This is exactly where the perforating technique belongs.
Where It Sits in the Algorithm
When approaching an infrainguinal CTO endoluminally, guidewire escalation follows a logical, stepwise progression: you start soft, go medium, and — if both fail — go aggressive.
The perforating technique is the third and final step of the endoluminal escalation. It’s your last option before making the decision to abandon the intraluminal approach and switch to a subintimal strategy. Understanding when and how to use it properly can save you from a subintimal dissection - and save you time.
What the Perforating Technique Actually Is
The concept is simple. You take a high tip-load guidewire and advance it straight against the proximal cap of the CTO — without rotating it. The wire’s tip-load does the work.
You’re not navigating, not probing, not looking for a micro-channel.
You’re perforating — using the wire almost like a needle to punch through the fibro-calcific cap.
It’s a brute-force approach with a clear mechanical rationale: when the lesion is too hard for standard wiring techniques, you need penetration power, not finesse.

The Rules: When You Can — and Cannot — Use It
This is where most operators get into trouble. The perforating technique is not a universal tool. It has strict anatomical requirements:
Use it only when (Figure 1):
- The CTO is short (ideally a few centimeters)
- The occluded segment is straight — no significant tortuosity or angulation
Why these rules matter: a high tip-load wire traveling in a straight line with no rotation has no steering. If the segment is long, the wire has more distance to drift off-center. In a curved segment, the wire will naturally take the straight path — toward the vessel wall, not the true lumen (Figure 2).
Both scenarios increase the risk of perforation significantly.

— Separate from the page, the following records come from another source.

use core::cmp::Ordering;
use core::hash::{Hash, Hasher};

use serde::{Deserialize, Serialize};

/// A stable identifier for a cluster peer.
///
/// Equality and hashing are keyed on `id` alone — two endpoints with the same
/// `id` but a different `host`/`port` are the same member, and the merge rule
/// lets the newer address win (see [`crate::Member`]).
#[derive(Clone, Debug, Serialize, Deserialize)]
#[non_exhaustive]
pub struct Endpoint {
    pub id: String,
    pub host: String,
    pub port: u16,
}

impl Endpoint {
    #[must_use]
    pub fn new(id: impl Into<String>, host: impl Into<String>, port: u16) -> Self {
        Self {
            id: id.into(),
            host: host.into(),
            port,
        }
    }
}

impl PartialEq for Endpoint {
    fn eq(&self, other: &Self) -> bool {
        self.id == other.id
    }
}

impl Eq for Endpoint {}

impl Hash for Endpoint {
    fn hash<H: Hasher>(&self, state: &mut H) {
        self.id.hash(state);
    }
}

impl PartialOrd for Endpoint {
    fn partial_cmp(&self, other: &Self) -> Option<Ordering> {
        Some(self.cmp(other))
    }
}

impl Ord for Endpoint {
    fn cmp(&self, other: &Self) -> Ordering {
        self.id.cmp(&other.id)
    }
}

If the CTO is long or the anatomy is tortuous, skip the perforating technique entirely. Go subintimal or consider an alternative access strategy. There is no point in forcing a technique outside its design envelope.
Practical Safety Tips
The risk of vessel perforation with this technique is real. A few principles to keep in mind:
Stay central: the wire must remain straight and in the center of the vessel (Figure 3). The moment you see it deviating laterally — toward the vessel wall — stop, pull back, and re-attempt from a central position. If you can’t maintain a central trajectory, abandon the technique.

Use multiple projections: a wire that looks central on AP may be heading straight into the wall on a lateral view. Confirm your trajectory in at least two planes before committing to advancement.
Never forget the parallax paradox (a wire that appears central in one plane may be off-axis in another — this is what I call the parallax paradox),
Work the cap, then de-escalate: the perforating technique should only engage the proximal cap and the first few centimeters of the CTO — which is typically the hardest segment. Once you’ve broken through, swap the wire. De-escalate back to a softer, more navigable guidewire to cross the remainder of the lesion, which is generally softer and more forgiving
Device Selection
For femoropopliteal CTOs, 0.018″ guidewires with a 20–40 g tip load are a standard first choice (e.g., Boston Scientific Victory or Asahi Intecc Astato).
For infrapopliteal CTOs, the choice typically shifts to 0.014” wires with tip-loads of 20–30 grams. This is not a fixed rule — with experience, you’ll develop a feel for what the lesion demands based on the tactile resistance you encounter at the cap.
If you found this useful, share it with a colleague who’s building their CTO skillset
Have a different approach to the perforating technique? A case where it saved — or complicated — the procedure? Reply to this email. I read every message.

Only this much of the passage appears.